-- EXTRACTED RECORDS follows --
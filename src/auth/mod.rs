use crate::state::AppState;
use axum::Router;

pub mod claims;
pub mod dto;
pub mod extractors;
pub mod handlers;
pub mod jwt;
pub mod password;
pub mod repo;
pub mod repo_types;
pub mod services;

pub fn router() -> Router<AppState> {
    Router::new()
        .merge(handlers::auth_routes())
        .merge(handlers::profile_routes())
}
-- EXTRACTED RECORDS concluded --
* _WHAT TO WORK ON_
Copy out every line in the entries above that holds "AppState".

* _FINISHED TASK_
use crate::state::AppState;
pub fn router() -> Router<AppState> {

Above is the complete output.